● TASK REQUIREMENTS: The lines from the start of the data through the line containing "Some(CalendarType::Weekly) => match" are to be reproduced exactly, both ends included.

##### INPUT MATERIAL

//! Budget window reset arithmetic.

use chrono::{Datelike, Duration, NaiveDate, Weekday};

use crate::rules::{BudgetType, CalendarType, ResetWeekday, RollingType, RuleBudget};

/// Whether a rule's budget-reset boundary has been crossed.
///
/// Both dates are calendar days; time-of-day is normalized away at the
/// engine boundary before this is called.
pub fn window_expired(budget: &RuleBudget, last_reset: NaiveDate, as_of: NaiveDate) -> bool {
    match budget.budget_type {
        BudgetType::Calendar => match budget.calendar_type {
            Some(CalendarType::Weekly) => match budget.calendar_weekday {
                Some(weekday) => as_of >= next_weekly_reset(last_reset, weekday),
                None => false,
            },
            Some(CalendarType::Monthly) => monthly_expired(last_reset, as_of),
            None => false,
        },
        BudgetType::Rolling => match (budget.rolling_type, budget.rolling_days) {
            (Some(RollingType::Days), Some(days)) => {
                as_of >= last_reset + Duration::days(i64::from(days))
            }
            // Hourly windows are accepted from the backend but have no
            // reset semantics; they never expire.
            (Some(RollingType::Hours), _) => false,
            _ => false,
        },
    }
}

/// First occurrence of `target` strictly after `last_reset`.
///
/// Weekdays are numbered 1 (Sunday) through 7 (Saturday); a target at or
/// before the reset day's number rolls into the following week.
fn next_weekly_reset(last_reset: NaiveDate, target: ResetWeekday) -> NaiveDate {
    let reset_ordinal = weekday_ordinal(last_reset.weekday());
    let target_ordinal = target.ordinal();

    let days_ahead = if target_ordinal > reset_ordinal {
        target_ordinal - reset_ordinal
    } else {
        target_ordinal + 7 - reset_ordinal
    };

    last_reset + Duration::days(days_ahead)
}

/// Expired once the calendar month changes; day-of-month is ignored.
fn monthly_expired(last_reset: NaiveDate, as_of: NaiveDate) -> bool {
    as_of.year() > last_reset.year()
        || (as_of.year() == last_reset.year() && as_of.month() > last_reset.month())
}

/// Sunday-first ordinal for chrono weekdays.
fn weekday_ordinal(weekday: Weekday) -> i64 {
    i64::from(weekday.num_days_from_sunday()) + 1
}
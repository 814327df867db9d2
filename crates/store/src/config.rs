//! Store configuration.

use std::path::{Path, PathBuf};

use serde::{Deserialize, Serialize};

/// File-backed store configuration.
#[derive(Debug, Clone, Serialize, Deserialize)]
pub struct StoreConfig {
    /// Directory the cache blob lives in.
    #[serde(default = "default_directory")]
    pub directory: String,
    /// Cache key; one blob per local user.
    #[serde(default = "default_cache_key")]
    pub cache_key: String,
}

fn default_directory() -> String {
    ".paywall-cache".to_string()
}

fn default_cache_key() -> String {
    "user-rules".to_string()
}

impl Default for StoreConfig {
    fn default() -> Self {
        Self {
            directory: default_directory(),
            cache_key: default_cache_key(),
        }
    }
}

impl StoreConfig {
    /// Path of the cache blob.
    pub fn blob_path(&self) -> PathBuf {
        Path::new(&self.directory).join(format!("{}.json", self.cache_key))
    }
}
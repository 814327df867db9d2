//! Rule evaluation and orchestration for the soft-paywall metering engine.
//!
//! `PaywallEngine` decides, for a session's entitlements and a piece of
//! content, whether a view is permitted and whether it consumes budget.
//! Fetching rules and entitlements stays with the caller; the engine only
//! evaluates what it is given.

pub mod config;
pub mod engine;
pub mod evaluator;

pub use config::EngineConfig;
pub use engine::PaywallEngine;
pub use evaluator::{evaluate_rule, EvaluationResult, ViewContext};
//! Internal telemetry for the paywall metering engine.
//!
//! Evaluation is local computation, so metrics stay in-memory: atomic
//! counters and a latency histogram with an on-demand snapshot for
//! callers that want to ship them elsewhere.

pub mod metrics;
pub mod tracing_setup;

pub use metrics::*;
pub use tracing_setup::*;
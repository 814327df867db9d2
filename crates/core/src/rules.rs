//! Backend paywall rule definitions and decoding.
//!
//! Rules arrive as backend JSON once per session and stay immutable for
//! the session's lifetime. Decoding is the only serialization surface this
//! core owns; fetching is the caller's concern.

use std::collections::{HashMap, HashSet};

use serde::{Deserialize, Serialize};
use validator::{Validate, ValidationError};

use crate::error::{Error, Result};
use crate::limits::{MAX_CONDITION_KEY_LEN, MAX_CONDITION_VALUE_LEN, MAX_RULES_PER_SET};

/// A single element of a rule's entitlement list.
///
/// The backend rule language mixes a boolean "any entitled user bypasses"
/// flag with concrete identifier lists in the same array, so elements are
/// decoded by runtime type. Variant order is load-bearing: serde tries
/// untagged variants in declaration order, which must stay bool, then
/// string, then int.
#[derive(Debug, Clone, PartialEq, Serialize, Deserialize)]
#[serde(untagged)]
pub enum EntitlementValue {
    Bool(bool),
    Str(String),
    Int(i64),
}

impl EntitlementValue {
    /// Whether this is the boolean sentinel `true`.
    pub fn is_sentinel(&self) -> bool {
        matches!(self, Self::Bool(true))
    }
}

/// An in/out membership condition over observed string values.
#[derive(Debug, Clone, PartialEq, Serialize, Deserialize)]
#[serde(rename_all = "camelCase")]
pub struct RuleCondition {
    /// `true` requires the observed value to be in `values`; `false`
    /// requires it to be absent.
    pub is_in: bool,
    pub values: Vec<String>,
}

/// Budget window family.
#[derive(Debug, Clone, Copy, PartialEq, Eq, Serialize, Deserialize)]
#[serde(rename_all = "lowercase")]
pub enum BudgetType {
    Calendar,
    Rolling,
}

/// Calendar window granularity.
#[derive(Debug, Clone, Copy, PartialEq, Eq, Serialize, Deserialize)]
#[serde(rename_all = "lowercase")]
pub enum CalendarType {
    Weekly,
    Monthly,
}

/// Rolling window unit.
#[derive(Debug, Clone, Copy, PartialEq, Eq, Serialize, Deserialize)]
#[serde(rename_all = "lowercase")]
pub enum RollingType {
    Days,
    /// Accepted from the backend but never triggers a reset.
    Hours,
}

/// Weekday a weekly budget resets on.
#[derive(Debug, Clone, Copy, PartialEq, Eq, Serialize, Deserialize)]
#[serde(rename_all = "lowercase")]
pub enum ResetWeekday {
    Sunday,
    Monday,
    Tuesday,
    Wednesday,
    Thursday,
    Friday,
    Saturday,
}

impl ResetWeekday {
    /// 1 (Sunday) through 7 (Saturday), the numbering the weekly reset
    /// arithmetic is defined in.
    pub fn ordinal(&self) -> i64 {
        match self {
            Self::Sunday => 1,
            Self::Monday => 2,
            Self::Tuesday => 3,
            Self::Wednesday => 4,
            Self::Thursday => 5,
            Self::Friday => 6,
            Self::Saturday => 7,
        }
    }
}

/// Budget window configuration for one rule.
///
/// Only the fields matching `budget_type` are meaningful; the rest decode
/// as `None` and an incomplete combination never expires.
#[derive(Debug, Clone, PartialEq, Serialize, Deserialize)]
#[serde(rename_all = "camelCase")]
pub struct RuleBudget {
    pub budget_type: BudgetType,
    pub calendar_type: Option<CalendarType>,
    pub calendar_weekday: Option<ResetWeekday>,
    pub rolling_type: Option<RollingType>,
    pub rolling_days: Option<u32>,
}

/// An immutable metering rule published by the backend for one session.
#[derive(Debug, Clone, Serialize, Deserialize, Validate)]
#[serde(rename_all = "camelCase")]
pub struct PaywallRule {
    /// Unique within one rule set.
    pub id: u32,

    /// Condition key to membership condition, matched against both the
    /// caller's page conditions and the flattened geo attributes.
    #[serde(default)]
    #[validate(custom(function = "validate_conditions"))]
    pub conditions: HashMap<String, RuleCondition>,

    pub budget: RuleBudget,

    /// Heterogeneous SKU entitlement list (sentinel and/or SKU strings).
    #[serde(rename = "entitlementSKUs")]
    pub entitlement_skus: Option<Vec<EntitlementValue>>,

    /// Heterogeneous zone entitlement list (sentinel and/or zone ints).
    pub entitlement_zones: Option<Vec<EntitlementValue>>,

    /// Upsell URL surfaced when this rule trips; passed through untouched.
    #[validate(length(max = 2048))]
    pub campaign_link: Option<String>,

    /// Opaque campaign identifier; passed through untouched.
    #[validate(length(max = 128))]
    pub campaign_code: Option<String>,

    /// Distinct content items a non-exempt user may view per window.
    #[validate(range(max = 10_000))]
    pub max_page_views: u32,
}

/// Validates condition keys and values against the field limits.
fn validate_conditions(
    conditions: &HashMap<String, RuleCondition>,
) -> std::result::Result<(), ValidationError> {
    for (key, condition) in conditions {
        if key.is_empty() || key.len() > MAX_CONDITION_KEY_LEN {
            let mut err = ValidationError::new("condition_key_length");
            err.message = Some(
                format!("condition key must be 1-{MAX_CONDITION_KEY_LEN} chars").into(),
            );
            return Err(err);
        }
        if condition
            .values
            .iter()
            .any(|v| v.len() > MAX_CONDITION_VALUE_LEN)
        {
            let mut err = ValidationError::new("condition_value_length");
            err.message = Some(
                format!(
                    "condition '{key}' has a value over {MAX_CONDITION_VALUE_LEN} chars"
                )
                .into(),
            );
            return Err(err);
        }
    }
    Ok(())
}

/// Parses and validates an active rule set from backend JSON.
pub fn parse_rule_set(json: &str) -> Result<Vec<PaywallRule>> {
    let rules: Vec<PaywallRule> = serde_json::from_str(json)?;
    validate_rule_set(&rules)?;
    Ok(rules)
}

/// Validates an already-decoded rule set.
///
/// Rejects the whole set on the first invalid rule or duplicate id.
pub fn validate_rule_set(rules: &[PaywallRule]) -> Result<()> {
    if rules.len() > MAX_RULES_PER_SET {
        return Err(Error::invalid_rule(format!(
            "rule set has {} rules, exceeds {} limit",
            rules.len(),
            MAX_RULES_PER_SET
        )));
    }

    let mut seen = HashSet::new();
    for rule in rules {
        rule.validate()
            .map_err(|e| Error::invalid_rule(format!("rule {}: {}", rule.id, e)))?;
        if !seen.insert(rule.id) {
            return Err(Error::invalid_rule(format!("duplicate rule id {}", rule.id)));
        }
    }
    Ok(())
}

##########

● SOLUTION TO THIS TASK:
//! Budget window reset arithmetic.

use chrono::{Datelike, Duration, NaiveDate, Weekday};

use crate::rules::{BudgetType, CalendarType, ResetWeekday, RollingType, RuleBudget};

/// Whether a rule's budget-reset boundary has been crossed.
///
/// Both dates are calendar days; time-of-day is normalized away at the
/// engine boundary before this is called.
pub fn window_expired(budget: &RuleBudget, last_reset: NaiveDate, as_of: NaiveDate) -> bool {
    match budget.budget_type {
        BudgetType::Calendar => match budget.calendar_type {
            Some(CalendarType::Weekly) => match budget.calendar_weekday {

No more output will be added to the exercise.